The string "entry" may appear in lines of the listing. Report each line where it does.

※ ※ ※

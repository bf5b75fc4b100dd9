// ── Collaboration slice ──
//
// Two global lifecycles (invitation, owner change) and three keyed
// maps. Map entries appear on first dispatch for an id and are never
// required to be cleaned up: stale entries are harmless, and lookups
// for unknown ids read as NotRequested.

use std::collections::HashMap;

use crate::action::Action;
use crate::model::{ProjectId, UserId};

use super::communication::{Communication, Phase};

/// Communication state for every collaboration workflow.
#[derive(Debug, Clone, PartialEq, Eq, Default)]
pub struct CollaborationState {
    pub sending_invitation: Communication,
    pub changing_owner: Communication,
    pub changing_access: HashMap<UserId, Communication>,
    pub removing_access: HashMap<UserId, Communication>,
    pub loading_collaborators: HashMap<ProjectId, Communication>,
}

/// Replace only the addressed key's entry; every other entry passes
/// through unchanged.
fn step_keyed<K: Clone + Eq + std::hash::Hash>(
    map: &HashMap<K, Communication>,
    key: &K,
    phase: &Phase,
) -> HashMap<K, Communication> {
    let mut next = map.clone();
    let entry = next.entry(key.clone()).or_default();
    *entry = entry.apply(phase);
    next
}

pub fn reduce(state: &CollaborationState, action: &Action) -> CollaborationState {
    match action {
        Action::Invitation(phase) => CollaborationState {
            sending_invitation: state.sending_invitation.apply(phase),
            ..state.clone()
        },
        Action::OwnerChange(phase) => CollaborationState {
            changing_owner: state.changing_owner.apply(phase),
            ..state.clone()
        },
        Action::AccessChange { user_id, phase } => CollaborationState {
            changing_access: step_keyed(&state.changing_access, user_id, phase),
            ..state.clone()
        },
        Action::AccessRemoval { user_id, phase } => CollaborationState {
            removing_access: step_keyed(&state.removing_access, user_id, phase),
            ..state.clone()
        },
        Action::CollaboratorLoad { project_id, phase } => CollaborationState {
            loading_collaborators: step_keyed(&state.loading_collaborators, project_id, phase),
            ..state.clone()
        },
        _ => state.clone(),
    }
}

※ ※ ※

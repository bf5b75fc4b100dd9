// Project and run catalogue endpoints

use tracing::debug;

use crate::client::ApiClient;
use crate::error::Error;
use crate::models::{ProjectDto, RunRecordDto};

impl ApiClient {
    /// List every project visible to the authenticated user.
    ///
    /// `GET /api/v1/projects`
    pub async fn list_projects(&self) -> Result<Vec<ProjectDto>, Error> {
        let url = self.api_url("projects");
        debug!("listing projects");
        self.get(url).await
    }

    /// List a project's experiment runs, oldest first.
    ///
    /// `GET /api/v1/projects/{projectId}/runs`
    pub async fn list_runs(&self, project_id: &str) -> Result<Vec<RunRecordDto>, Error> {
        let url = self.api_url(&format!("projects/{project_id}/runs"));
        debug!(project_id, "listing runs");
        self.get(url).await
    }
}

※ ※ ※

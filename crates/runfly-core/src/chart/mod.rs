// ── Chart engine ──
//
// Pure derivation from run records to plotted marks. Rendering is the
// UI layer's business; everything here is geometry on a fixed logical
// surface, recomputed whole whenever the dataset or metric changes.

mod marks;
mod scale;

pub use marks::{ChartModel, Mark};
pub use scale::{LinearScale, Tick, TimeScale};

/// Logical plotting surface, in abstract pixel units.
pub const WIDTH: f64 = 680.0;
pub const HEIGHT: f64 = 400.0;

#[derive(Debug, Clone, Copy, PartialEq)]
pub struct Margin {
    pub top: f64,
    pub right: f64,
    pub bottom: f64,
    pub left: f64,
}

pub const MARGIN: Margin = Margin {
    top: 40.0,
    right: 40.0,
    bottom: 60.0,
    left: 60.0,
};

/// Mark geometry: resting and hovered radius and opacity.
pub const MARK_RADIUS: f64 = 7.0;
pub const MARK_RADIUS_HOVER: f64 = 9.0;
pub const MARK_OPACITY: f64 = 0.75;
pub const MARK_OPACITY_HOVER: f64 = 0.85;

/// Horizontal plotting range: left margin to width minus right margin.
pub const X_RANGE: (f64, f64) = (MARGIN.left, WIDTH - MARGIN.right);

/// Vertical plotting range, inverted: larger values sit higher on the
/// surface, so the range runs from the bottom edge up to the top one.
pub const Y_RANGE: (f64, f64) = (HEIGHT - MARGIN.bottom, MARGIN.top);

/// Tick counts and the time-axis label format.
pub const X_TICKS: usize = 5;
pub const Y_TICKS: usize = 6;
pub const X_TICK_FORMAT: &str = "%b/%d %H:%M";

※ ※ ※

__Exercise response__.
/// Replace only the addressed key's entry; every other entry passes
    let entry = next.entry(key.clone()).or_default();
    *entry = entry.apply(phase);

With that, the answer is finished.